Metapolycentric organization of CenH3-containing domains is yet another puzzling feature of Pisum and Lathyrus centromeres. In general, di- or multicentric chromosomes are unstable unless the distance between the centromeres allows them to function together as a single centromere or because there is an unknown mechanism ensuring that kinetochores on the same chromatid attach to the same spindle pole (Higgins et al. 2005; Zhang et al. 2010). Observed transitions from beads on a string to ribbon-like patterns of CenH3 distribution during metaphase chromosome condensation suggests that the former mechanism ensures chromosome stability in most Pisum and Lathyrus species. However, the preservation of the beads on a string pattern throughout metaphase and anaphase in La. sativus suggests that distant CenH3-containing domains do not necessarily have to merge to ensure attachment to the same spindle pole. Stable dicentric chromosome was found in maize, although the two CenH3-containing domains are only separated by approximately 2.8 Mb (Wolfgruber et al. 2009). The largest documented distance between two functional centromeres was in engineered human dicentric chromosomes, being located approximately 20 Mb apart (Higgins et al. 2005). Considering that the primary constrictions in La. sativus, which contain 3–5 CenH3-containing domains, were estimated to span 166–263 Mb, the average distance between these domains is likely 2–3 times larger.
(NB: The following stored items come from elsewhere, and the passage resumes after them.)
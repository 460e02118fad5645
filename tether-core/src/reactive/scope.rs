//! Tracked scopes for render-style consumers.
//!
//! A consumer that periodically rebuilds its output (a view, a report)
//! runs each rebuild through [`TrackedScope::run`]. The reads made by the
//! body are watched once: the first change calls `on_invalidate`, and the
//! consumer is expected to run again. Starting a new run releases the
//! previous run's subscriptions.

use std::fmt;
use std::sync::atomic::{AtomicU64, Ordering};

use super::reaction::once;
use super::runtime::Runtime;
use crate::lifetime::{Lifetime, Lifetimed, SequentialLifetimes};
use crate::observer::{GetObserver, TransactionalSetEmitter};

pub struct TrackedScope {
    lifetime: Lifetime,
    runs: SequentialLifetimes,
    set_emitter: TransactionalSetEmitter,
    get_observer: GetObserver,
    generation: AtomicU64,
}

impl TrackedScope {
    /// Create a scope living under `parent`.
    pub fn new(runtime: &Runtime, parent: &Lifetime) -> Self {
        let lifetime = parent.nested();
        Self {
            runs: SequentialLifetimes::new(&lifetime),
            lifetime,
            set_emitter: runtime.set_emitter().clone(),
            get_observer: runtime.get_observer().clone(),
            generation: AtomicU64::new(0),
        }
    }

    /// Run `body` as the next generation and return its result.
    ///
    /// `on_invalidate` runs at most once, on the first change to anything
    /// `body` read, unless another run or a teardown happens first.
    pub fn run<T, B, F>(&self, body: B, on_invalidate: F) -> T
    where
        B: FnOnce() -> T,
        F: Fn() + Send + Sync + 'static,
    {
        let run = self.runs.next();
        let generation = self.generation.fetch_add(1, Ordering::Relaxed) + 1;
        tracing::trace!(generation, "tracked scope run");

        once(&run, body, &self.set_emitter, &self.get_observer, on_invalidate)
    }

    /// Number of runs so far.
    pub fn generation(&self) -> u64 {
        self.generation.load(Ordering::Relaxed)
    }

    /// Release every subscription and stop accepting runs.
    pub fn teardown(&self) {
        self.lifetime.terminate();
    }

    pub fn is_torn_down(&self) -> bool {
        self.lifetime.is_terminated()
    }
}

impl Lifetimed for TrackedScope {
    fn lifetime(&self) -> &Lifetime {
        &self.lifetime
    }
}

impl fmt::Debug for TrackedScope {
    fn fmt(&self, f: &mut fmt::Formatter<'_>) -> fmt::Result {
        f.debug_struct("TrackedScope")
            .field("generation", &self.generation())
            .field("torn_down", &self.is_torn_down())
            .finish()
    }
}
Considering the lack of an obvious correlation between centromere and genome/chromosome size and the existence of intraspecific variation in centromere morphology, it is possible that the metapolycentric centromeres of Pisum and Lathyrus represent a dynamic intermediate state between monocentric and polycentric chromosomes. Although the functions and mechanisms of centromere expansion are not clear from the available data, it is striking that this phenomenon occurred only in those Fabeae species with two CenH3 genes. The presence of two CenH3 genes has been demonstrated in only a very few diploid species, including A. lyrata, Hordeum bulbosum, H. vulgare, Lu. nivea, and C. elegans (Monen et al. 2005; Kawabe et al. 2006; Moraes et al. 2011; Sanei et al. 2011). It is notable that Lu. nivea and C. elegans possess holocentric chromosomes and that the regional centromeres of H. vulgare are significantly larger compared with maize, which only has a single CenH3 gene (Zhong et al. 2002; Zhang and Dawe 2012). In contrast, most eukaryotic species, including some that have undergone whole-genome duplications, possess just a single CenH3 gene (Hirsch et al. 2009; Malik 2009). This suggests that one of duplicated copies of CenH3 gene is subsequently degenerated or eliminated in most cases. Indeed, we found evidence for such an event in the legume species Glycine max (soybean), which possesses one functional CenH3-coding gene on chromosome 7 and truncated fragments of at least two others on chromosomes 16 and 17 (data not shown).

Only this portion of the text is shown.